Fast fashion retailer Forever 21’s recent collaboration with fast food favorite Taco Bell might sound strange. However, it’s actually, as the brand might say, loaded with logic.

From mini-backpacks to My Little Pony polish, 2017 has been all about nostalgia, tapping into consumers’ craving for comfort. Forever 21 has already appealed to shoppers with repurposed vintage clothing and psuedo-bootleg designer collections. Its Taco Bell collection builds on that throwback trend.
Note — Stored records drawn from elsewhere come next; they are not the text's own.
//! Telemetry error types.

use thiserror::Error;

/// Errors that can occur during telemetry setup.
#[derive(Debug, Error)]
pub enum TelemetryError {
    /// Failed to initialize metrics.
    #[error("Failed to initialize metrics: {0}")]
    MetricsInit(String),

    /// Failed to initialize logging.
    #[error("Failed to initialize logging: {0}")]
    LoggingInit(String),

    /// Failed to parse address.
    #[error("Invalid address: {0}")]
    InvalidAddress(String),
}
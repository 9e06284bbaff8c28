//! Prometheus metrics.
//!
//! Installs the global `metrics` recorder that the view middleware reports
//! to, and serves it for scraping.
//!
//! | Metric | Type | Labels | Description |
//! |--------|------|--------|-------------|
//! | `vista_view_renders_total` | Counter | `outcome` | View invocations |
//! | `vista_view_render_duration_seconds` | Histogram | `outcome` | Render latency |

use crate::error::TelemetryError;
use crate::TelemetryResult;
use metrics::{describe_counter, describe_histogram, Unit};
use metrics_exporter_prometheus::{Matcher, PrometheusBuilder, PrometheusHandle};
use std::net::SocketAddr;
use std::sync::OnceLock;

/// Counter of view invocations by outcome.
pub const VIEW_RENDERS_TOTAL: &str = "vista_view_renders_total";

/// Histogram of view render time.
pub const VIEW_RENDER_DURATION_SECONDS: &str = "vista_view_render_duration_seconds";

static METRICS_HANDLE: OnceLock<PrometheusHandle> = OnceLock::new();

/// Metrics configuration.
#[derive(Debug, Clone)]
pub struct MetricsConfig {
    /// Whether to install the recorder.
    pub enabled: bool,

    /// Scrape endpoint address (e.g. "127.0.0.1:9090").
    pub addr: String,

    /// Histogram buckets for render duration, in seconds.
    pub duration_buckets: Vec<f64>,
}

impl Default for MetricsConfig {
    fn default() -> Self {
        Self {
            enabled: false,
            addr: "127.0.0.1:9090".to_string(),
            duration_buckets: vec![0.0005, 0.001, 0.005, 0.01, 0.025, 0.05, 0.1, 0.25, 0.5, 1.0],
        }
    }
}

/// Installs the Prometheus recorder and starts the scrape endpoint.
///
/// Must be called inside a Tokio runtime when enabled; the endpoint runs as
/// a spawned task.
///
/// # Errors
///
/// Returns `TelemetryError` if the address is invalid, there is no runtime,
/// or a global recorder is already installed.
pub fn init_metrics(config: &MetricsConfig) -> TelemetryResult<()> {
    if !config.enabled {
        return Ok(());
    }

    let addr: SocketAddr = config
        .addr
        .parse()
        .map_err(|e| TelemetryError::InvalidAddress(format!("{}: {e}", config.addr)))?;

    let runtime = tokio::runtime::Handle::try_current()
        .map_err(|e| TelemetryError::MetricsInit(e.to_string()))?;

    let (recorder, exporter) = builder(config)?
        .with_http_listener(addr)
        .build()
        .map_err(|e| TelemetryError::MetricsInit(e.to_string()))?;
    let handle = recorder.handle();

    metrics::set_global_recorder(recorder)
        .map_err(|e| TelemetryError::MetricsInit(e.to_string()))?;
    let _ = METRICS_HANDLE.set(handle);

    runtime.spawn(async move {
        if let Err(err) = exporter.await {
            tracing::error!(error = ?err, "Metrics exporter stopped");
        }
    });

    register_metric_descriptions();
    tracing::info!(%addr, "Serving Prometheus metrics");
    Ok(())
}

fn builder(config: &MetricsConfig) -> TelemetryResult<PrometheusBuilder> {
    PrometheusBuilder::new()
        .set_buckets_for_metric(
            Matcher::Full(VIEW_RENDER_DURATION_SECONDS.to_string()),
            &config.duration_buckets,
        )
        .map_err(|e| TelemetryError::MetricsInit(e.to_string()))
}

/// Renders the global recorder in Prometheus text format.
///
/// Returns `None` if metrics are not initialized.
#[must_use]
pub fn render_metrics() -> Option<String> {
    METRICS_HANDLE.get().map(PrometheusHandle::render)
}

fn register_metric_descriptions() {
    describe_counter!(
        VIEW_RENDERS_TOTAL,
        "View middleware invocations, by outcome (rendered, error, skipped)"
    );
    describe_histogram!(
        VIEW_RENDER_DURATION_SECONDS,
        Unit::Seconds,
        "Time spent loading and executing templates"
    );
}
Taco Bell is one of the top three display advertising spenders in L2’s Digital IQ Index: Restaurants, reflecting the brand’s understanding that their audience spends a lot of time on the internet. The brand’s innovative campaigns include the Taco Emoji Campaign on Twitter and the Taco Bell Weddings Campaign, which recently extended into digital. The campaigns, which tack on to trends like the digital emoji craze, also demonstrate the brand’s ability to spice up what might otherwise be another fast food joint with a decaying and dated social presence.
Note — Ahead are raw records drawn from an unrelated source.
//! Configuration schema types.
//!
//! This module defines the structure of all configuration sections.

use serde::{Deserialize, Serialize};
use std::path::PathBuf;

/// View section.
///
/// The serializable part of a view's configuration. Template functions are
/// code and are added through `ViewBuilder` instead.
///
/// # Example
///
/// ```
/// use std::path::PathBuf;
/// use vista_config::ViewSettings;
///
/// let settings = ViewSettings {
///     template_dir: PathBuf::from("templates"),
///     default_template: "index.html".to_string(),
///     include_paths: vec![PathBuf::from("templates/partials")],
///     default_entry: String::new(),
///     strict_undefined: false,
/// };
/// assert!(settings.default_entry.is_empty());
/// ```
#[derive(Debug, Clone, Serialize, Deserialize, PartialEq, Eq)]
#[serde(deny_unknown_fields)]
pub struct ViewSettings {
    /// Directory template names are resolved against.
    #[serde(default = "default_template_dir")]
    pub template_dir: PathBuf,

    /// Template rendered when a handler names none. Empty means handlers
    /// must always name one.
    #[serde(default)]
    pub default_template: String,

    /// Directories whose files are loaded alongside every page.
    #[serde(default)]
    pub include_paths: Vec<PathBuf>,

    /// Template executed instead of the page itself, e.g. a layout.
    #[serde(default)]
    pub default_entry: String,

    /// Fail rendering on any undefined value.
    #[serde(default)]
    pub strict_undefined: bool,
}

impl Default for ViewSettings {
    fn default() -> Self {
        Self {
            template_dir: default_template_dir(),
            default_template: String::new(),
            include_paths: Vec::new(),
            default_entry: String::new(),
            strict_undefined: false,
        }
    }
}

fn default_template_dir() -> PathBuf {
    PathBuf::from("templates")
}

/// Log format.
#[derive(Debug, Clone, Copy, Serialize, Deserialize, PartialEq, Eq, Default)]
#[serde(rename_all = "lowercase")]
pub enum LogFormat {
    /// JSON formatted logs (production).
    #[default]
    Json,
    /// Human-readable pretty format (development).
    Pretty,
}

/// Logging configuration.
#[derive(Debug, Clone, Serialize, Deserialize, PartialEq, Eq)]
#[serde(deny_unknown_fields)]
pub struct LoggingSettings {
    /// Enable logging.
    #[serde(default = "default_true")]
    pub enabled: bool,

    /// Log filter directive (e.g. "info" or "vista_view=debug,warn").
    #[serde(default = "default_log_level")]
    pub level: String,

    /// Log output format.
    #[serde(default)]
    pub format: LogFormat,

    /// Include source file and line in logs.
    #[serde(default)]
    pub include_location: bool,
}

impl Default for LoggingSettings {
    fn default() -> Self {
        Self {
            enabled: true,
            level: default_log_level(),
            format: LogFormat::default(),
            include_location: false,
        }
    }
}

fn default_log_level() -> String {
    "info".to_string()
}

/// Metrics configuration.
#[derive(Debug, Clone, Serialize, Deserialize, PartialEq)]
#[serde(deny_unknown_fields)]
pub struct MetricsSettings {
    /// Install the Prometheus recorder.
    #[serde(default)]
    pub enabled: bool,

    /// Prometheus scrape endpoint address.
    #[serde(default = "default_metrics_addr")]
    pub addr: String,

    /// Histogram bucket boundaries for render duration, in seconds.
    #[serde(default = "default_histogram_buckets")]
    pub histogram_buckets: Vec<f64>,
}

impl Default for MetricsSettings {
    fn default() -> Self {
        Self {
            enabled: false,
            addr: default_metrics_addr(),
            histogram_buckets: default_histogram_buckets(),
        }
    }
}

fn default_metrics_addr() -> String {
    "127.0.0.1:9090".to_string()
}

fn default_histogram_buckets() -> Vec<f64> {
    vec![0.0005, 0.001, 0.005, 0.01, 0.025, 0.05, 0.1, 0.25, 0.5, 1.0]
}

/// Telemetry section.
#[derive(Debug, Clone, Serialize, Deserialize, PartialEq, Default)]
#[serde(deny_unknown_fields)]
pub struct TelemetrySettings {
    /// Logging configuration.
    #[serde(default)]
    pub logging: LoggingSettings,

    /// Metrics configuration.
    #[serde(default)]
    pub metrics: MetricsSettings,
}

fn default_true() -> bool {
    true
}
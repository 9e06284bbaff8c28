//! # Vista Test
//!
//! In-memory testing for Vista pipelines: requests go through every stage
//! and the handler, and the response is collected from a
//! `ResponseRecorder`. Nothing binds a port.
//!
//! ```ignore
//! use vista_test::TestClient;
//!
//! #[tokio::test]
//! async fn renders_home() {
//!     let client = TestClient::new(app());
//!
//!     client
//!         .get("/")
//!         .header("accept", "text/html")
//!         .send()
//!         .await
//!         .unwrap()
//!         .assert_status(200)
//!         .assert_body_contains("<h1>Home</h1>");
//! }
//! ```

#![doc(html_root_url = "https://docs.rs/vista-test/0.1.0")]
#![warn(missing_docs)]
#![forbid(unsafe_code)]

mod client;
mod error;
mod request;
mod response;

pub use client::{TestClient, TestClientRequest};
pub use error::TestError;
pub use request::{TestRequest, TestRequestBuilder};
pub use response::TestResponse;
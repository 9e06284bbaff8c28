//! Main configuration types.
//!
//! This module provides the top-level [`VistaConfig`] struct and its builder.

use serde::{Deserialize, Serialize};
use std::net::SocketAddr;
use std::path::Path;
use vista_telemetry::{LogConfig, MetricsConfig, TelemetryConfig};

use crate::{ConfigError, LogFormat, TelemetrySettings, ViewSettings};

/// Complete Vista configuration.
///
/// Use [`ConfigLoader`](crate::ConfigLoader) to load it from files and
/// environment variables.
///
/// # Example
///
/// ```
/// use vista_config::VistaConfig;
///
/// let config = VistaConfig::default();
/// assert_eq!(config.view.template_dir.to_str(), Some("templates"));
/// ```
#[derive(Debug, Clone, Serialize, Deserialize, PartialEq, Default)]
#[serde(deny_unknown_fields)]
pub struct VistaConfig {
    /// View configuration.
    #[serde(default)]
    pub view: ViewSettings,

    /// Telemetry configuration (logging, metrics).
    #[serde(default)]
    pub telemetry: TelemetrySettings,
}

impl VistaConfig {
    /// Create a new configuration builder.
    #[must_use]
    pub fn builder() -> VistaConfigBuilder {
        VistaConfigBuilder::new()
    }

    /// Validate the configuration.
    ///
    /// # Errors
    ///
    /// Returns `ConfigError::InvalidValue` if:
    /// - A template name is an absolute path
    /// - An include path is empty
    /// - The log level is empty
    /// - Metrics are enabled with an invalid address or unsorted buckets
    pub fn validate(&self) -> Result<(), ConfigError> {
        for (field, name) in [
            ("view.default_template", &self.view.default_template),
            ("view.default_entry", &self.view.default_entry),
        ] {
            if Path::new(name).is_absolute() {
                return Err(ConfigError::invalid_value(
                    field,
                    format!("template name must be relative: {name}"),
                ));
            }
        }

        if self
            .view
            .include_paths
            .iter()
            .any(|p| p.as_os_str().is_empty())
        {
            return Err(ConfigError::invalid_value(
                "view.include_paths",
                "include path must not be empty",
            ));
        }

        if self.telemetry.logging.level.trim().is_empty() {
            return Err(ConfigError::invalid_value(
                "telemetry.logging.level",
                "must not be empty",
            ));
        }

        let metrics = &self.telemetry.metrics;
        if metrics.enabled {
            if metrics.addr.parse::<SocketAddr>().is_err() {
                return Err(ConfigError::invalid_value(
                    "telemetry.metrics.addr",
                    format!("invalid socket address: {}", metrics.addr),
                ));
            }
            if metrics.histogram_buckets.windows(2).any(|w| w[0] >= w[1]) {
                return Err(ConfigError::invalid_value(
                    "telemetry.metrics.histogram_buckets",
                    "buckets must be strictly increasing",
                ));
            }
        }

        Ok(())
    }

    /// Development preset: pretty debug logs with source locations, and
    /// strict undefined handling so template typos fail loudly.
    ///
    /// ```
    /// use vista_config::VistaConfig;
    ///
    /// let config = VistaConfig::development();
    /// assert_eq!(config.telemetry.logging.level, "debug");
    /// assert!(config.view.strict_undefined);
    /// ```
    #[must_use]
    pub fn development() -> Self {
        let mut config = Self::default();

        config.telemetry.logging.level = "debug".to_string();
        config.telemetry.logging.format = LogFormat::Pretty;
        config.telemetry.logging.include_location = true;

        config.view.strict_undefined = true;

        config
    }

    /// Production preset: JSON logs at info level with metrics enabled.
    ///
    /// ```
    /// use vista_config::{LogFormat, VistaConfig};
    ///
    /// let config = VistaConfig::production();
    /// assert_eq!(config.telemetry.logging.format, LogFormat::Json);
    /// assert!(config.telemetry.metrics.enabled);
    /// ```
    #[must_use]
    pub fn production() -> Self {
        let mut config = Self::default();

        config.telemetry.logging.level = "info".to_string();
        config.telemetry.logging.format = LogFormat::Json;
        config.telemetry.logging.include_location = false;

        config.telemetry.metrics.enabled = true;

        config
    }

    /// Converts the telemetry section into the telemetry crate's config.
    #[must_use]
    pub fn telemetry_config(&self) -> TelemetryConfig {
        TelemetryConfig::from(&self.telemetry)
    }
}

impl From<&TelemetrySettings> for TelemetryConfig {
    fn from(settings: &TelemetrySettings) -> Self {
        let logging = &settings.logging;
        let metrics = &settings.metrics;
        Self {
            logging: LogConfig {
                enabled: logging.enabled,
                level: logging.level.clone(),
                json_format: logging.format == LogFormat::Json,
                file_line_info: logging.include_location,
                ..LogConfig::default()
            },
            metrics: MetricsConfig {
                enabled: metrics.enabled,
                addr: metrics.addr.clone(),
                duration_buckets: metrics.histogram_buckets.clone(),
            },
        }
    }
}

/// Builder for [`VistaConfig`].
#[derive(Debug, Default)]
pub struct VistaConfigBuilder {
    view: Option<ViewSettings>,
    telemetry: Option<TelemetrySettings>,
}

impl VistaConfigBuilder {
    /// Create a new builder with default values.
    #[must_use]
    pub fn new() -> Self {
        Self::default()
    }

    /// Set the view configuration.
    #[must_use]
    pub fn view(mut self, view: ViewSettings) -> Self {
        self.view = Some(view);
        self
    }

    /// Set the telemetry configuration.
    #[must_use]
    pub fn telemetry(mut self, telemetry: TelemetrySettings) -> Self {
        self.telemetry = Some(telemetry);
        self
    }

    /// Build the configuration. Unset sections use their defaults.
    #[must_use]
    pub fn build(self) -> VistaConfig {
        VistaConfig {
            view: self.view.unwrap_or_default(),
            telemetry: self.telemetry.unwrap_or_default(),
        }
    }

    /// Build and validate the configuration.
    ///
    /// # Errors
    ///
    /// Returns `ConfigError` if validation fails.
    pub fn build_validated(self) -> Result<VistaConfig, ConfigError> {
        let config = self.build();
        config.validate()?;
        Ok(config)
    }
}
Neither brand has shied away from risk. Taco Bell developed several products in collaboration with junk food icon Doritos, a bold way to tap into the snack’s cult following. Similarly, Forever 21 launches so many just-kitschy-enough designer dupes that it often becomes the focus of lawsuits for trademark infringement.

The pair-up is not the first to make fast food fashion: Italian luxury brand Moschino famously churned out McDonald’s memorabilia for up to $1200. But it is the first to make fast food fashion as affordable as its inspiration. The collaboration, which features ’80s-inspired metallic bomber jackets and logo-plastered hoodies, rings in at less than $25 per item and embodies what both brands do best: comfort.